Some of them are nomadic, meaning that they move around the country using a piece of land for a while and then moving on. This type of subsistence farming is also called shifting cultivation. The traditional tribes of the Amazon rainforest use system of shifting cultivation. They chop down a clearing in the trees and use it for a few years before moving on and allowing the soil and vegetation to recover. For thousands of years this form of agriculture has allowed the people to live, without the rainforest being unduly damaged.
Types of Farming:
|Commercial||Pig farming in Denmark. Cereal farming on the Canterbury Plains, New Zealand. East Anglian cereal farming and market gardening. Market gardening in the Netherlands.||Cereal farming on the Canadian Prairies and central United States.
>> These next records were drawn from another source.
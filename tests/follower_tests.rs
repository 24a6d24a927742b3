//! Agent 集成测试（脚本化的假 Controller）

#[cfg(feature = "follower")]
mod common;

#[cfg(feature = "follower")]
mod tests {
    use std::sync::Arc;
    use std::time::Duration;

    use panama::{codec, AgentSession, Error, FollowerConfig, Request, Response};
    use tokio::io::{AsyncBufReadExt, AsyncWriteExt, BufReader};
    use tokio::net::tcp::{OwnedReadHalf, OwnedWriteHalf};
    use tokio::net::{TcpListener, TcpStream};
    use tokio::time::timeout;

    use super::common::MockAudit;

    /// 假 Controller 持有的两条连接
    struct FakeController {
        control_reader: BufReader<OwnedReadHalf>,
        control_writer: OwnedWriteHalf,
        broadcast: TcpStream,
    }

    impl FakeController {
        async fn recv_request(&mut self) -> Request {
            let mut line = String::new();
            timeout(Duration::from_secs(5), self.control_reader.read_line(&mut line))
                .await
                .expect("agent sent nothing")
                .unwrap();
            serde_json::from_str(&line).unwrap()
        }

        async fn reply(&mut self, response: &Response) {
            let json = serde_json::to_string(response).unwrap();
            self.control_writer
                .write_all(format!("{}\n", json).as_bytes())
                .await
                .unwrap();
        }

        async fn send_token(&mut self, token: &str) {
            self.broadcast
                .write_all(format!("{}\n", token).as_bytes())
                .await
                .unwrap();
        }

        /// 控制通道在给定时间内没有新数据
        async fn assert_control_quiet(&mut self, wait: Duration) {
            let mut line = String::new();
            let read = timeout(wait, self.control_reader.read_line(&mut line)).await;
            assert!(read.is_err(), "unexpected control traffic: {:?}", line);
        }
    }

    /// 启动假 Controller 并让 Agent 注册为 `id`
    async fn register_agent(
        id: &str,
        audit: Arc<MockAudit>,
    ) -> (AgentSession, FakeController) {
        let control = TcpListener::bind("127.0.0.1:0").await.unwrap();
        let broadcast = TcpListener::bind("127.0.0.1:0").await.unwrap();
        let control_addr = control.local_addr().unwrap();
        let broadcast_port = broadcast.local_addr().unwrap().port();
        let id = id.to_string();

        let fake = tokio::spawn(async move {
            let (stream, _) = control.accept().await.unwrap();
            let (reader, mut writer) = stream.into_split();
            let mut reader = BufReader::new(reader);

            let mut line = String::new();
            reader.read_line(&mut line).await.unwrap();
            let request: Request = serde_json::from_str(&line).unwrap();
            assert_eq!(request, Request::Register {});

            // 返回未指定地址，Agent 应替换为 Controller 主机
            let response = Response::Registered {
                id: id.as_str().into(),
                broadcast_endpoint: format!("0.0.0.0:{}", broadcast_port),
            };
            let json = serde_json::to_string(&response).unwrap();
            writer.write_all(format!("{}\n", json).as_bytes()).await.unwrap();

            let (broadcast, _) = broadcast.accept().await.unwrap();
            FakeController {
                control_reader: reader,
                control_writer: writer,
                broadcast,
            }
        });

        let config = FollowerConfig::new(&control_addr.to_string());
        let session = AgentSession::register(config, audit).await.unwrap();
        let fake = fake.await.unwrap();
        (session, fake)
    }

    #[tokio::test]
    async fn test_register_stores_identity() {
        let audit = Arc::new(MockAudit::without_log());
        let (session, _fake) = register_agent("7", audit.clone()).await;

        assert_eq!(session.id().as_str(), "7");
        assert!(!session.is_auditing());
        assert!(audit.calls().is_empty());
    }

    #[tokio::test]
    async fn test_start_stop_shutdown_sequence() {
        let audit = Arc::new(MockAudit::with_log("hello"));
        let (mut session, mut fake) = register_agent("0", audit.clone()).await;
        let agent = tokio::spawn(async move {
            let result = session.reaction_loop().await;
            (result, session)
        });

        fake.send_token("START").await;
        assert_eq!(
            fake.recv_request().await,
            Request::AuditReport {
                id: "0".into(),
                auditing: true,
                log_payload: None,
            }
        );
        fake.reply(&Response::Ack).await;

        fake.send_token("STOP").await;
        match fake.recv_request().await {
            Request::AuditReport {
                id,
                auditing,
                log_payload,
            } => {
                assert_eq!(id.as_str(), "0");
                assert!(!auditing);
                assert_eq!(codec::decode(&log_payload.unwrap()).unwrap(), "hello");
            }
            other => panic!("Expected AuditReport, got {:?}", other),
        }
        fake.reply(&Response::Ack).await;

        fake.send_token("SHUTDOWN").await;
        let (result, session) = timeout(Duration::from_secs(5), agent).await.unwrap().unwrap();
        assert!(result.is_ok());
        assert!(!session.is_auditing());
        assert_eq!(audit.calls(), vec!["enable", "disable", "fetch_log"]);

        // Shutdown 之后不再有控制通道流量
        fake.assert_control_quiet(Duration::from_millis(200)).await;
    }

    #[tokio::test]
    async fn test_stop_without_log_sends_no_payload() {
        let audit = Arc::new(MockAudit::without_log());
        let (mut session, mut fake) = register_agent("1", audit.clone()).await;
        let agent = tokio::spawn(async move { session.reaction_loop().await });

        fake.send_token("STOP").await;
        assert_eq!(
            fake.recv_request().await,
            Request::AuditReport {
                id: "1".into(),
                auditing: false,
                log_payload: None,
            }
        );
        fake.reply(&Response::Ack).await;

        fake.send_token("SHUTDOWN").await;
        assert!(agent.await.unwrap().is_ok());
    }

    #[tokio::test]
    async fn test_no_second_report_before_ack() {
        let audit = Arc::new(MockAudit::with_log("log"));
        let (mut session, mut fake) = register_agent("0", audit.clone()).await;
        let agent = tokio::spawn(async move { session.reaction_loop().await });

        // 两个令牌连续到达
        fake.send_token("START").await;
        fake.send_token("STOP").await;

        let first = fake.recv_request().await;
        assert!(matches!(first, Request::AuditReport { auditing: true, .. }));

        // Ack 之前 Agent 不会处理 STOP
        fake.assert_control_quiet(Duration::from_millis(300)).await;
        assert_eq!(audit.calls(), vec!["enable"]);

        fake.reply(&Response::Ack).await;
        let second = fake.recv_request().await;
        assert!(matches!(second, Request::AuditReport { auditing: false, .. }));
        fake.reply(&Response::Ack).await;

        fake.send_token("SHUTDOWN").await;
        assert!(agent.await.unwrap().is_ok());
    }

    #[tokio::test]
    async fn test_repeated_start_reenables() {
        let audit = Arc::new(MockAudit::without_log());
        let (mut session, mut fake) = register_agent("0", audit.clone()).await;
        let agent = tokio::spawn(async move { session.reaction_loop().await });

        for _ in 0..2 {
            fake.send_token("START").await;
            assert!(matches!(
                fake.recv_request().await,
                Request::AuditReport { auditing: true, .. }
            ));
            fake.reply(&Response::Ack).await;
        }

        fake.send_token("SHUTDOWN").await;
        assert!(agent.await.unwrap().is_ok());
        assert_eq!(audit.calls(), vec!["enable", "enable"]);
    }

    #[tokio::test]
    async fn test_unknown_token_ignored() {
        let audit = Arc::new(MockAudit::without_log());
        let (mut session, mut fake) = register_agent("0", audit.clone()).await;
        let agent = tokio::spawn(async move {
            let result = session.reaction_loop().await;
            (result, session)
        });

        fake.send_token("END").await;
        fake.send_token("SHUTDOWN").await;

        // 保留 session，控制连接保持打开
        let (result, _session) = agent.await.unwrap();
        assert!(result.is_ok());
        assert!(audit.calls().is_empty());
        fake.assert_control_quiet(Duration::from_millis(100)).await;
    }

    #[tokio::test]
    async fn test_broadcast_closed_is_error() {
        let audit = Arc::new(MockAudit::without_log());
        let (mut session, fake) = register_agent("0", audit).await;

        drop(fake);
        let result = session.reaction_loop().await;
        assert!(matches!(result, Err(Error::Connection(_))));
    }

    #[tokio::test]
    async fn test_rejected_report_is_error() {
        let audit = Arc::new(MockAudit::without_log());
        let (mut session, mut fake) = register_agent("0", audit).await;
        let agent = tokio::spawn(async move { session.reaction_loop().await });

        fake.send_token("START").await;
        fake.recv_request().await;
        fake.reply(&Response::Error {
            code: 400,
            message: "bad".to_string(),
        })
        .await;

        let result = agent.await.unwrap();
        assert!(matches!(result, Err(Error::Rejected { code: 400, .. })));
    }

    #[tokio::test]
    async fn test_unreachable_controller() {
        let listener = TcpListener::bind("127.0.0.1:0").await.unwrap();
        let addr = listener.local_addr().unwrap();
        drop(listener);

        let audit = Arc::new(MockAudit::without_log());
        let result = AgentSession::register(FollowerConfig::new(&addr.to_string()), audit).await;
        assert!(matches!(result, Err(Error::Connection(_))));
    }

    #[tokio::test]
    async fn test_register_request_timeout() {
        // 只接受连接，从不应答
        let listener = TcpListener::bind("127.0.0.1:0").await.unwrap();
        let addr = listener.local_addr().unwrap();
        let silent = tokio::spawn(async move {
            let (stream, _) = listener.accept().await.unwrap();
            tokio::time::sleep(Duration::from_secs(10)).await;
            drop(stream);
        });

        let config = FollowerConfig::new(&addr.to_string())
            .with_request_timeout(Duration::from_millis(200));
        let audit = Arc::new(MockAudit::without_log());
        let result = AgentSession::register(config, audit).await;

        assert!(matches!(result, Err(Error::Timeout(_))));
        silent.abort();
    }

    #[test]
    fn test_follower_config_defaults() {
        let config = FollowerConfig::default();
        assert_eq!(config.controller_addr, "localhost:5556");
        assert_eq!(config.connect_timeout, Some(Duration::from_secs(10)));
        assert!(config.request_timeout.is_none());
    }
}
Ranches in central Australia, the Brazilian rainforest and the South American Pampas.|
|Subsistence||Rice cultivation in South-East Asia, especially the Ganges valley. Terraced padi fields of Indonesia||Shifting cultivation in the Amazon rainforest. Nomadic pasturalism in central Africa.|
The main types of farming that you would find in the UK are arable, dairying and hill farming. Many farms are actually mixing some or all of these in an attempt to make more money. Most farming in Britain tends to be intensive although some of the hill farms of Wales and Scotland could be described as extensive. All of them are commercial.
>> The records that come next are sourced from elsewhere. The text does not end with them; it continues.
//! 日志传输编解码
//!
//! 审计日志以 UTF-8 文本经 zlib 压缩后整体放入一条 `AuditReport`，
//! 在 JSON 中以 base64 字符串出现。不分块、不限制大小。

use std::fmt;
use std::io::{Read, Write};

use base64::engine::general_purpose::STANDARD;
use base64::Engine;
use flate2::read::ZlibDecoder;
use flate2::write::ZlibEncoder;
use flate2::Compression;
use serde::{Deserialize, Deserializer, Serialize, Serializer};

use crate::error::{Error, Result};

/// 压缩后的日志字节
#[derive(Clone, PartialEq, Eq)]
pub struct CompressedBytes(Vec<u8>);

impl CompressedBytes {
    pub fn from_vec(bytes: Vec<u8>) -> Self {
        Self(bytes)
    }

    pub fn as_bytes(&self) -> &[u8] {
        &self.0
    }

    pub fn len(&self) -> usize {
        self.0.len()
    }

    pub fn is_empty(&self) -> bool {
        self.0.is_empty()
    }
}

// 日志可能很大，Debug 只输出长度
impl fmt::Debug for CompressedBytes {
    fn fmt(&self, f: &mut fmt::Formatter<'_>) -> fmt::Result {
        write!(f, "CompressedBytes({} bytes)", self.0.len())
    }
}

impl Serialize for CompressedBytes {
    fn serialize<S: Serializer>(&self, serializer: S) -> std::result::Result<S::Ok, S::Error> {
        serializer.serialize_str(&STANDARD.encode(&self.0))
    }
}

impl<'de> Deserialize<'de> for CompressedBytes {
    fn deserialize<D: Deserializer<'de>>(deserializer: D) -> std::result::Result<Self, D::Error> {
        let encoded = String::deserialize(deserializer)?;
        STANDARD
            .decode(encoded.as_bytes())
            .map(CompressedBytes)
            .map_err(serde::de::Error::custom)
    }
}

/// 压缩日志文本
pub fn encode(text: &str) -> Result<CompressedBytes> {
    let mut encoder = ZlibEncoder::new(Vec::new(), Compression::default());
    encoder
        .write_all(text.as_bytes())
        .map_err(|e| Error::Codec(format!("压缩失败: {}", e)))?;
    let bytes = encoder
        .finish()
        .map_err(|e| Error::Codec(format!("压缩失败: {}", e)))?;
    Ok(CompressedBytes(bytes))
}

/// 解压日志文本
pub fn decode(bytes: &CompressedBytes) -> Result<String> {
    let mut decoder = ZlibDecoder::new(bytes.as_bytes());
    let mut raw = Vec::new();
    decoder
        .read_to_end(&mut raw)
        .map_err(|e| Error::Codec(format!("解压失败: {}", e)))?;
    String::from_utf8(raw).map_err(|e| Error::Codec(format!("日志不是合法的 UTF-8: {}", e)))
}
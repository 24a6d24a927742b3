//! 错误类型定义

use thiserror::Error;

/// 库错误类型
#[derive(Error, Debug)]
pub enum Error {
    /// IO 错误
    #[error("IO 错误: {0}")]
    Io(#[from] std::io::Error),

    /// 序列化错误
    #[error("序列化错误: {0}")]
    Serialization(#[from] serde_json::Error),

    /// 日志压缩 / 解压错误
    #[error("日志编解码错误: {0}")]
    Codec(String),

    /// 协议错误（未知的消息类型或广播令牌）
    #[error("协议错误: {0}")]
    Protocol(String),

    /// 连接错误
    #[error("连接错误: {0}")]
    Connection(String),

    /// 请求超时
    #[error("请求超时: {0}")]
    Timeout(String),

    /// Controller 拒绝了请求
    #[error("请求被拒绝: {message} (code={code})")]
    Rejected { code: i32, message: String },

    /// 配置错误
    #[error("配置错误: {0}")]
    Config(String),

    /// 其他错误
    #[error("{0}")]
    Other(#[from] anyhow::Error),
}

/// Result 类型别名
pub type Result<T> = std::result::Result<T, Error>;
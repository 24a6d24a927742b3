//! 审计日志存储
//!
//! 每个 Agent 一个文件，文件名由 AgentId 确定，每次上报覆盖旧内容。

use std::path::PathBuf;

use crate::error::Result;
use crate::protocol::AgentId;

/// 审计日志存储
pub struct LogStore {
    dir: PathBuf,
}

impl LogStore {
    pub fn new(dir: impl Into<PathBuf>) -> Self {
        Self { dir: dir.into() }
    }

    /// Agent 日志路径
    ///
    /// 标识中 `[A-Za-z0-9_-]` 以外的字符替换为 `_`，避免路径穿越。
    pub fn path_for(&self, id: &AgentId) -> PathBuf {
        let name: String = id
            .as_str()
            .chars()
            .map(|c| if c.is_ascii_alphanumeric() || c == '-' || c == '_' { c } else { '_' })
            .collect();
        self.dir.join(format!("audit-{}.log", name))
    }

    /// 写入（覆盖）日志
    pub async fn write(&self, id: &AgentId, text: &str) -> Result<PathBuf> {
        tokio::fs::create_dir_all(&self.dir).await?;
        let path = self.path_for(id);
        tokio::fs::write(&path, text.as_bytes()).await?;
        Ok(path)
    }
}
The map below shows where these main farming types occur:
The only other farm type that is not really shown on the map is market gardening.This is the growing of vegetables and fruits, usually in huge greenhouses.
Farming Types in Britain:
|Arable (e.g. East Anglia)||Warm summers, cold frosty winters. Average temperatures of 18°C or more. Low rainfall, falling during the growing season mainly.||Fertile boulder clays, which are easy to plough.||Generally flat, so it easy for machinery to be used on it.|
|Dairying (e.g. Devon)||Warm summers and mild winters mean that pasture is available all year long. High rainfall also encourages fast grass growth.||Fertile enough for good pasture growth, but not for arable crops.||Gently sloping, the green rolling hills of the UK. Cattle can not cope with land that is too steep.|
|Hill Farming (sheep) (e.g. Wales)||Cool summers, cold winters and plenty of rainfall all contribute to these areas being unsuitable for arable farming but good for grass growth.||Thin, poor soils that can be easily eroded and would not be good enough for other forms of farming.||Hilly, steep land that would not be suitable for machinery or cattle. Sheep can cope with the slopes though.|
|Market Gardening* (e.g. East Anglia)||Temperature and water is usually controlled carefully by being in huge greenhouses.||Soil is brought in to provide the best nutrients for the crops. Fertilisers are used extensively.||The greenhouses themselves need flat land on which to be built.|
* Often the biggest requirement of market gardening is the transport routes needed to take the products to shops and supermarkets for sale. Often products have to be sold within 24 hours of being produced.
Human factors also play a huge role in determining where different farming types are located. The Common Agricultural Policy and other regulations have encouraged arable farming more than dairying or hill sheep farming, and this has led to many farms becoming mixed farms. Both dairy farms and market gardens require excellent transport links to their markets as they are producing goods that will quickly go off. Arable farming and market gardening require large capital inputs, whilst sheep farming and dairying require much less.However arable farms and market gardens tend to be the more profitable also.